Ixia intros IP address blocking appliance

Ixia intros IP address blocking appliance

Technology News


Ixia rolled out an appliance that uses a combination of IP address blocking and threat intelligence to reduce the amount of time and money enterprises now spend investigating security alerts.

The device, ThreatArmor, integrates with Ixia’s Application and Threat Intelligence (ATI) program so that it’s continually updated with the most recent data about malicious IPs, hijacked IPs and unassigned or unused IP addresses. By having this type of traffic blocked, enterprises can instead focus their security efforts on more critical threats.

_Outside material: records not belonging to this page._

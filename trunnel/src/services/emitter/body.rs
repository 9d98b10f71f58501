//! Allocation, disposal, validation, and length-estimation bodies.

use crate::models::ast::*;

use super::{
    dynarray_len, format_contexts, int_constraint_expr, iterate_elements, resolve_case_tags,
    write_case_labels, CWriter,
};

/// `typename_new`: calloc a zeroed object. Constrained integers whose
/// lowest admissible value is nonzero get that value instead, so a
/// fresh object passes `check`.
pub fn emit_new_fn(w: &mut CWriter, decl: &StructDecl) {
    let name = &decl.name;
    w.w(&format!(
        "{name}_t *\n\
         {name}_new(void)\n\
         {{\n\
         \x20 {name}_t *val = trunnel_calloc(1, sizeof({name}_t));\n\
         \x20 if (NULL == val)\n\
         \x20   return NULL;"
    ));
    w.push_indent(2);
    for member in &decl.members {
        if let MemberKind::Int(im) = &member.kind {
            if im.minimum() != 0 {
                if let Some(c) = &im.constraint {
                    w.w(&format!("val->{} = {};", member.c_name, c.ranges[0].lo));
                }
            }
        }
    }
    w.pop_indent(2);
    w.w("  return val;");
    w.w("}");
    w.blank();
}

/// `typename_clear` and `typename_free`: release every owned pointer,
/// including members of union branches that were never selected.
pub fn emit_free_fns(w: &mut CWriter, decl: &StructDecl) {
    let name = &decl.name;
    w.docstring("Release all storage held inside 'obj', but do not free 'obj'.");
    w.w(&format!(
        "static void\n\
         {name}_clear({name}_t *obj)\n\
         {{\n\
         \x20 (void) obj;"
    ));
    w.push_indent(2);
    clear_members(w, &decl.members);
    w.pop_indent(2);
    w.w(&format!(
        "}}\n\
         \n\
         void\n\
         {name}_free({name}_t *obj)\n\
         {{\n\
         \x20 if (obj == NULL)\n\
         \x20   return;\n\
         \x20 {name}_clear(obj);\n\
         \x20 trunnel_memwipe(obj, sizeof({name}_t));\n\
         \x20 trunnel_free_(obj);\n\
         }}"
    ));
    w.blank();
}

fn clear_members(w: &mut CWriter, members: &[Member]) {
    for member in members {
        let c_name = &member.c_name;
        match &member.kind {
            MemberKind::Struct(sm) => {
                w.w(&format!(
                    "{0}_free(obj->{c_name});\nobj->{c_name} = NULL;",
                    sm.struct_name
                ));
            }
            MemberKind::FixedArray(fa) => {
                if let ArrayBase::Struct(sn) = &fa.base {
                    iterate_elements(
                        w,
                        &fa.width.to_string(),
                        "",
                        &format!("{sn}_free(obj->{c_name}[idx]);"),
                    );
                }
            }
            MemberKind::VarArray(va) => {
                if let ArrayBase::Struct(sn) = &va.base {
                    iterate_elements(
                        w,
                        &dynarray_len(c_name),
                        "",
                        &format!("{sn}_free(TRUNNEL_DYNARRAY_GET(&obj->{c_name}, idx));"),
                    );
                }
                w.w(&format!("TRUNNEL_DYNARRAY_WIPE(&obj->{c_name});"));
                w.w(&format!("TRUNNEL_DYNARRAY_CLEAR(&obj->{c_name});"));
            }
            MemberKind::NulTerm { .. } => {
                w.w(&format!("trunnel_wipestr(obj->{c_name});"));
                w.w(&format!("trunnel_free(obj->{c_name});"));
            }
            MemberKind::Union(u) => {
                for case in &u.cases {
                    clear_members(w, &case.members);
                }
            }
            MemberKind::LenConstrained(lc) => clear_members(w, &lc.members),
            MemberKind::Int(_)
            | MemberKind::Position { .. }
            | MemberKind::Eos
            | MemberKind::Fail
            | MemberKind::Ignore => {}
        }
    }
}

/// `typename_check`: walk the members in declaration order and return
/// the first failure description, or NULL when the object can encode.
pub fn emit_check_fn(w: &mut CWriter, file: &File, decl: &StructDecl) {
    if decl.is_context {
        return;
    }
    let name = &decl.name;
    let formals = format_contexts(&decl.context_list, true);
    w.w(&format!(
        "const char *\n{name}_check(const {name}_t *obj{formals})\n{{"
    ));
    w.push_indent(2);
    w.w(
        "if (obj == NULL)\n\
         \x20 return \"Object was NULL\";\n\
         if (obj->trunnel_error_code_)\n\
         \x20 return \"A set function failed on this object\";",
    );
    for ctx in &decl.context_list {
        w.w(&format!(
            "if ({ctx}_ctx == NULL)\n  return \"Context was NULL\";"
        ));
    }
    check_members(w, file, &decl.members);
    w.w("return NULL;");
    w.pop_indent(2);
    w.w("}");
    w.blank();
}

fn check_members(w: &mut CWriter, file: &File, members: &[Member]) {
    for member in members {
        let c_name = &member.c_name;
        match &member.kind {
            MemberKind::Int(im) => {
                if let Some(constraint) = &im.constraint {
                    let expr =
                        int_constraint_expr(&format!("obj->{c_name}"), constraint, im.ty.width);
                    w.w(&format!(
                        "if (! {expr})\n  return \"Integer out of bounds\";"
                    ));
                }
            }
            MemberKind::Struct(sm) => {
                let args = format_contexts(file.context_list_of(&sm.struct_name), false);
                w.w(&format!(
                    "{{\n\
                     \x20 const char *msg;\n\
                     \x20 if (NULL != (msg = {0}_check(obj->{c_name}{args})))\n\
                     \x20   return msg;\n\
                     }}",
                    sm.struct_name
                ));
            }
            MemberKind::FixedArray(fa) => match &fa.base {
                ArrayBase::Struct(sn) => {
                    let args = format_contexts(file.context_list_of(sn), false);
                    iterate_elements(
                        w,
                        &fa.width.to_string(),
                        "const char *msg;",
                        &format!(
                            "if (NULL != (msg = {sn}_check(obj->{c_name}[idx]{args})))\n\
                             \x20 return msg;"
                        ),
                    );
                }
                ArrayBase::Char => {
                    w.w(&format!(
                        "if (obj->{c_name}[{}] != 0)\n\
                         \x20 return \"String not terminated\";",
                        fa.width
                    ));
                }
                ArrayBase::Int(_) => {}
            },
            MemberKind::VarArray(va) => {
                if let ArrayBase::Struct(sn) = &va.base {
                    let args = format_contexts(file.context_list_of(sn), false);
                    iterate_elements(
                        w,
                        &dynarray_len(c_name),
                        "const char *msg;",
                        &format!(
                            "if (NULL != (msg = {sn}_check(TRUNNEL_DYNARRAY_GET(&obj->{c_name}, idx){args})))\n\
                             \x20 return msg;"
                        ),
                    );
                }
                if let Some(width_field) = &va.width_field {
                    let wexpr = super::field_expr(width_field, va.width_info.as_ref());
                    w.w(&format!(
                        "if (TRUNNEL_DYNARRAY_LEN(&obj->{c_name}) != {wexpr})\n\
                         \x20 return \"Length mismatch for {}\";",
                        va.name
                    ));
                }
            }
            MemberKind::NulTerm { .. } => {
                w.w(&format!(
                    "if (NULL == obj->{c_name})\n  return \"Missing {c_name}\";"
                ));
            }
            MemberKind::Union(u) => {
                let tag = super::field_expr(&u.tag_field, u.tag_info.as_ref());
                w.w(&format!("switch ({tag}) {{"));
                for case in &u.cases {
                    let resolved = resolve_case_tags(file, case);
                    w.push_indent(2);
                    write_case_labels(w, case, &resolved);
                    w.push_indent(2);
                    check_members(w, file, &case.members);
                    w.pop_indent(4);
                    w.w("    break;");
                }
                w.w("}");
            }
            MemberKind::LenConstrained(lc) => check_members(w, file, &lc.members),
            MemberKind::Fail => {
                w.push_indent(2);
                w.w("return \"Bad tag for union\";");
                w.pop_indent(2);
            }
            MemberKind::Position { .. } | MemberKind::Eos | MemberKind::Ignore => {}
        }
    }
}

/// `typename_encoded_len`: sum a lower bound on the encoded size of
/// every member; exact for everything except unencodeable objects.
pub fn emit_encoded_len_fn(w: &mut CWriter, file: &File, decl: &StructDecl) {
    if decl.is_context {
        return;
    }
    let name = &decl.name;
    let formals = format_contexts(&decl.context_list, true);
    let args = format_contexts(&decl.context_list, false);
    w.w(&format!(
        "ssize_t\n\
         {name}_encoded_len(const {name}_t *obj{formals})\n\
         {{\n\
         \x20 ssize_t result = 0;"
    ));
    w.push_indent(2);
    w.blank();
    w.w(&format!(
        "if (NULL != {name}_check(obj{args}))\n\
         \x20  return -1;"
    ));
    encoded_len_members(w, file, &decl.members);
    w.blank();
    w.w("return result;");
    w.pop_indent(2);
    w.w("}");
    w.blank();
}

fn encoded_len_members(w: &mut CWriter, file: &File, members: &[Member]) {
    for member in members {
        let c_name = &member.c_name;
        match &member.kind {
            MemberKind::Int(im) => {
                w.elt_header("Length of", &member.describe());
                w.w(&format!("result += {};", im.ty.bytes()));
            }
            MemberKind::Struct(sm) => {
                w.elt_header("Length of", &member.describe());
                let args = format_contexts(file.context_list_of(&sm.struct_name), false);
                w.w(&format!(
                    "result += {}_encoded_len(obj->{c_name}{args});",
                    sm.struct_name
                ));
            }
            MemberKind::FixedArray(fa) => {
                w.elt_header("Length of", &member.describe());
                match &fa.base {
                    ArrayBase::Struct(sn) => {
                        let args = format_contexts(file.context_list_of(sn), false);
                        iterate_elements(
                            w,
                            &fa.width.to_string(),
                            "",
                            &format!("result += {sn}_encoded_len(obj->{c_name}[idx]{args});"),
                        );
                    }
                    ArrayBase::Int(ty) if ty.width > 8 => {
                        w.w(&format!("result += {} * {};", fa.width, ty.bytes()));
                    }
                    _ => w.w(&format!("result += {};", fa.width)),
                }
            }
            MemberKind::VarArray(va) => {
                w.elt_header("Length of", &member.describe());
                match &va.base {
                    ArrayBase::Struct(sn) => {
                        let args = format_contexts(file.context_list_of(sn), false);
                        iterate_elements(
                            w,
                            &dynarray_len(c_name),
                            "",
                            &format!(
                                "result += {sn}_encoded_len(TRUNNEL_DYNARRAY_GET(&obj->{c_name}, idx){args});"
                            ),
                        );
                    }
                    ArrayBase::Int(ty) if ty.width > 8 => {
                        w.w(&format!(
                            "result += {} * TRUNNEL_DYNARRAY_LEN(&obj->{c_name});",
                            ty.bytes()
                        ));
                    }
                    _ => w.w(&format!(
                        "result += TRUNNEL_DYNARRAY_LEN(&obj->{c_name});"
                    )),
                }
            }
            MemberKind::NulTerm { .. } => {
                w.elt_header("Length of", &member.describe());
                w.w(&format!("result += strlen(obj->{c_name}) + 1;"));
            }
            MemberKind::Union(u) => {
                let tag = super::field_expr(&u.tag_field, u.tag_info.as_ref());
                w.w(&format!("switch ({tag}) {{"));
                for case in &u.cases {
                    let resolved = resolve_case_tags(file, case);
                    w.push_indent(2);
                    write_case_labels(w, case, &resolved);
                    w.push_indent(2);
                    encoded_len_members(w, file, &case.members);
                    w.w("break;");
                    w.pop_indent(4);
                }
                w.w("}");
            }
            MemberKind::LenConstrained(lc) => encoded_len_members(w, file, &lc.members),
            MemberKind::Fail => {
                // check() rejects any object that would reach this arm.
                w.w("trunnel_assert(0);");
            }
            MemberKind::Position { .. } | MemberKind::Eos | MemberKind::Ignore => {}
        }
    }
}
use anyhow::Result;
use clap::Parser;
use tracing_subscriber::EnvFilter;

use trunnel::cli;

fn init_tracing(args: &cli::Args) {
    let filter = if args.trace {
        EnvFilter::new("debug,trunnel=trace")
    } else if args.debug {
        EnvFilter::new("warn,trunnel=debug")
    } else if args.verbose {
        EnvFilter::new("warn,trunnel=info")
    } else {
        EnvFilter::try_from_default_env().unwrap_or_else(|_| EnvFilter::new("warn"))
    };
    tracing_subscriber::fmt()
        .with_env_filter(filter)
        .with_target(args.debug || args.trace)
        .compact()
        .init();
}

fn main() -> Result<()> {
    let args = cli::Args::parse();
    init_tracing(&args);
    cli::run(args)
}
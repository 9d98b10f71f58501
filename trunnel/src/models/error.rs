use thiserror::Error;

/// Errors produced while turning a schema file into C sources.
///
/// Every stage of the pipeline reports through this type: the lexer and
/// parser with positioned variants, the checker with a single
/// human-readable message naming the offending struct or member.
#[derive(Error, Debug, Clone, PartialEq, Eq)]
pub enum SchemaError {
    #[error("unmatched input {text:?} on line {line}")]
    Lexer { text: String, line: usize },

    #[error("syntax error at line {line}: {message}")]
    Syntax { line: usize, message: String },

    #[error("{message}")]
    Semantic { message: String },
}

impl SchemaError {
    pub fn syntax(line: usize, message: impl Into<String>) -> Self {
        SchemaError::Syntax {
            line,
            message: message.into(),
        }
    }

    pub fn semantic(message: impl Into<String>) -> Self {
        SchemaError::Semantic {
            message: message.into(),
        }
    }
}

#[cfg(test)]
mod tests {
    use super::*;

    #[test]
    fn test_semantic_display_is_bare_message() {
        let err = SchemaError::semantic("duplicate structure name foo");
        assert_eq!(err.to_string(), "duplicate structure name foo");
    }

    #[test]
    fn test_syntax_display_names_line() {
        let err = SchemaError::syntax(12, "expected ';'");
        assert_eq!(err.to_string(), "syntax error at line 12: expected ';'");
    }
}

Companies are deluged with security alerts

Companies are inundated with security alerts, particularly as their networks become vulnerable to an ever-growing and more sophisticated number of attacks. Yet many of these alerts aren’t fueled by legitimate threats. A Ponemon Institute report published earlier this year said companies spend some 21,000 hours each year dealing with false positive cybersecurity notifications.

This amount of wasted time clogs enterprises’ operational efficiency and diminishes their ability to counter legitimate attacks, said Jon Oltsik, senior principal analyst at The Enterprise Security Group, based in Milford, Mass.

“Companies are looking for ways to reduce their overall operations requirements,” he said. “ThreatArmor] helps organizations automate blocking of IP addresses with high confidence at scale.”

Ixia claims that ThreatArmor’s IP address blocking capabilities can eliminate 30% of bad false positives — traffic from known malware sites, for example, or from specific geographic regions that ordinarily would never send traffic to an enterprise’s servers.

“The idea is to shrink the attack surface and get rid of unwanted inbound and outbound traffic,” said Scott Register, Ixia’s senior director of product management. Register said the appliance automatically updates itself every five minutes to ensure its intelligence data is up to date.

Simple approach touted

The appliance holds every IP address allocated across the Internet and can block, at line-rate speeds, as many addresses as needed. “The beauty of Ixia’s appliance is its simplicity,” Oltsik said. “It isn’t intended to do anything but block rogue IP addresses and provide users with the ability to do so via policies.”

Rival next-generation firewalls, which perform many of the same functions, are restricted by the number of policies they can support.

ThreatArmor, aimed at midsize and larger enterprises, is priced at $19,995 plus $2,995 for a one-year subscription to the ATI threat intelligence database. Two models are available, for throughputs of up to 4 Gbps and 40 Gbps, respectively.